P330-3 Classical Mechanics (Pre-requisite(s): Year II physics)
1. Lagrange's equations of motion: velocity dependent potentials, dissipative forces, holonomic and non-holonomic constraints, symmetry principles and conservation laws
2.
3. Applications of Lagrangian and Hamiltonian formalism to particle dynamics as well as to rigid body dynamics.
P331-3 Electromagnetic Theory I (Pre-requisite(s): Year II physics)
This course starts where P231 stops. It will be assumed that students have done some elementary vector calculus. A brief resume of the important vector algebra and calculus will be given at the start of the course.
1. Electrostatics, electric charge, electric fields, electric potential, conductors and insulators, Gauss’ law, multipole expansion. Poisson's and Laplace’s equations and their solutions, dielectric media, electrostatic energy, electric current.
2. Magnetostatics
3. Electromagnetic induction
4. Magnetic energy
5. Maxwell's equations
6. The wave equations.
P333-3 Optics II (Pre-requisite: Year II physics)
1. Review of geometrical optics, introduction of fibre optics and its application.
2. Interference: General considerations, division of amplitude and division of wave front, intensity distribution, visibility of fringes, Michelson interference and Fabry-Perot interferometer
3. Diffraction: Fraunhoffer diffraction, intensity distribution, missing orders, Fresnel diffraction, half period zones, zone plate, Cornus's spiral and Fresnel integrals.
4. Polarisation: Nature of polarised light, polarizers, dischroism, bi-fringes, circular polarizers, optical activity.
5. Fourier optics, Fourier transforms and optical applications.
P338-3 Quantum Mechanics I (Background: Year II physics)

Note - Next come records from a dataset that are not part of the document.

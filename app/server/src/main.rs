//! HTTP adaptor for the careline assistant.

mod api_error;
mod routes;
mod state;

use anyhow::Context;
use axum::{extract::DefaultBodyLimit, Router};
use std::fs::OpenOptions;
use std::path::Path;
use std::sync::{Arc, Mutex};
use tower_http::cors::{Any, CorsLayer};
use tracing_subscriber::fmt::writer::{BoxMakeWriter, MakeWriterExt};
use tracing_subscriber::EnvFilter;

use careline::embeddings::{EmbeddingModel, OpenAIEmbedder};
use careline::llm::{ApiProvider, LLMManager, SimpleExternalProvider};
use careline::{
    AppConfig, AuthoritySync, ChatEngine, ContactService, DrugService, KnowledgeManager,
    MemoryService, Store, UploadPipeline,
};

use crate::state::AppState;

const MAX_UPLOAD_BYTES: usize = 50 * 1024 * 1024;

#[tokio::main]
async fn main() -> anyhow::Result<()> {
    let config = AppConfig::from_env().map_err(anyhow::Error::msg)?;
    init_tracing(config.log_path.as_deref())?;

    tracing::info!(
        database = %config.database_url,
        model_chat = %config.llm.model_chat,
        model_analysis = %config.llm.model_analysis,
        embedding_model = %config.embedding.model,
        redis = config.redis_url.is_some(),
        places_lookup = config.google_api_key.is_some(),
        ultimate_workflow = config.use_ultimate_workflow,
        "Starting careline server"
    );
    if config.redis_url.is_some() {
        tracing::info!("REDIS_URL is set but caches stay in process");
    }

    let state = build_state(&config)?;
    let app = router(state);

    let listener = tokio::net::TcpListener::bind(&config.server.bind_addr)
        .await
        .with_context(|| format!("failed to bind {}", config.server.bind_addr))?;
    tracing::info!("Listening on http://{}", config.server.bind_addr);

    axum::serve(listener, app)
        .with_graceful_shutdown(shutdown_signal())
        .await?;
    tracing::info!("Server stopped");
    Ok(())
}

fn init_tracing(log_path: Option<&Path>) -> anyhow::Result<()> {
    let filter = EnvFilter::try_from_default_env().unwrap_or_else(|_| EnvFilter::new("info"));
    let writer = match log_path {
        Some(path) => {
            let file = OpenOptions::new()
                .create(true)
                .append(true)
                .open(path)
                .with_context(|| format!("cannot open log file {}", path.display()))?;
            BoxMakeWriter::new(std::io::stdout.and(Mutex::new(file)))
        }
        None => BoxMakeWriter::new(std::io::stdout),
    };

    tracing_subscriber::fmt()
        .with_env_filter(filter)
        .with_target(false)
        .with_ansi(log_path.is_none())
        .with_writer(writer)
        .init();
    Ok(())
}

fn build_state(config: &AppConfig) -> anyhow::Result<AppState> {
    let store = match config.sqlite_path() {
        Some(path) => Store::open(&path)
            .with_context(|| format!("cannot open database {}", path.display()))?,
        None => {
            tracing::warn!("Using an in-memory database; data is lost on restart");
            Store::open_in_memory()?
        }
    };

    let provider = SimpleExternalProvider::new(
        ApiProvider::OpenAI,
        config.llm.api_key.clone(),
        config.llm.base_url.clone(),
        config.llm.model_chat.clone(),
    )?;
    let llm = LLMManager::new(Arc::new(provider));
    let embedder: Arc<dyn EmbeddingModel> =
        Arc::new(OpenAIEmbedder::new(&config.llm, &config.embedding)?);

    let memory = Arc::new(MemoryService::new(store.clone(), &config.memory));
    let knowledge = KnowledgeManager::new(store.clone(), embedder.clone(), config);
    let contacts = ContactService::new(store.clone(), AuthoritySync::new(knowledge.clone()));
    let drugs = DrugService::new(knowledge.clone());
    let uploads = UploadPipeline::new(
        store.clone(),
        knowledge.clone(),
        contacts.clone(),
        llm.clone(),
        config,
    );
    let chat = ChatEngine::new(store.clone(), memory.clone(), llm, embedder, config);

    Ok(AppState {
        store,
        chat: Arc::new(chat),
        memory,
        knowledge,
        contacts,
        drugs,
        uploads,
    })
}

fn router(state: AppState) -> Router {
    let cors = CorsLayer::new()
        .allow_origin(Any)
        .allow_methods(Any)
        .allow_headers(Any);

    Router::new()
        .merge(routes::chat::routes())
        .merge(routes::batch::routes())
        .merge(routes::contacts::routes())
        .merge(routes::knowledge::routes())
        .merge(routes::drug::routes())
        .merge(routes::conversations::routes())
        .layer(DefaultBodyLimit::max(MAX_UPLOAD_BYTES))
        .layer(cors)
        .with_state(state)
}

async fn shutdown_signal() {
    if let Err(e) = tokio::signal::ctrl_c().await {
        tracing::error!("Failed to listen for shutdown signal: {}", e);
        std::future::pending::<()>().await;
    }
    tracing::info!("Shutdown signal received");
}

Introduction of quantum mechanical ideas through the Heissenberg uncertainty principle. The correspondence principle. Operators. Eigenvalue equations. Orthogonality, normalization of wave functions.
Solutions of the Schrodinger's equation for:
1. One, two and three-dimensional boxes
2. Particle on a ring
3. Potential barriers and wells
4. The simple harmonic oscillator
5. The hydrogen atom
P339-3 Geophysics I (Physics of the Earth) (Pre-requisite: Year II physics)
Origin and development of the Earth and the Solar System. Tectonophysics. Oceanography. Meteorology. Fundamentals of Seismology and propagation of Seismic Waves. A survey of exploration methods
P342-4 Thermal Physics Pre-requisite(s): Year II physics)
Introduction: Microscopic and macroscopic description; systems and environments; boundaries and interactions; variables; system size-intensive and extensive quantities.
The Zeroth law of thermodynamics and thermometry: Concept of temperature, thermal equilibrium and the 0th law; thermometric properties and thermometers; temperature scales: ideal gas, Celsius and Kelvin, Fahrenheit and Rankine, and the international temperature scale ITS-90; selecting a thermometer.
Simple Systems: Equations of State, Work equations and Response Functions, and Work and Phase Diagrams for: (i) a longitudinally stressed rod (metal, ceramic and polymer), (ii) an ideal gas, (iii) a van der Waals gas, (iv) liquid-vapour interface, (v) a real fluid-solid system, (vi) a paramagnetic system, (vii) a dielectric slab, and (viii) a general system.
Heat: Specific heat capacity and its measurement; heat equations; heat transfer.
The 1st law of thermodynamics and thermodynamic processes: Internal energy and the first law; processes under different conditions; internal energy change, response functions and interrelations.
Entropy and the 2nd law of thermodynamics: Entropy and direction of a process; integrating factors for work and heat, the kYdx and TdS equations; entropy changes and reversible processes; heat engines; refrigerators and heat pumps; verifying Carnot efficiency; energy conversions.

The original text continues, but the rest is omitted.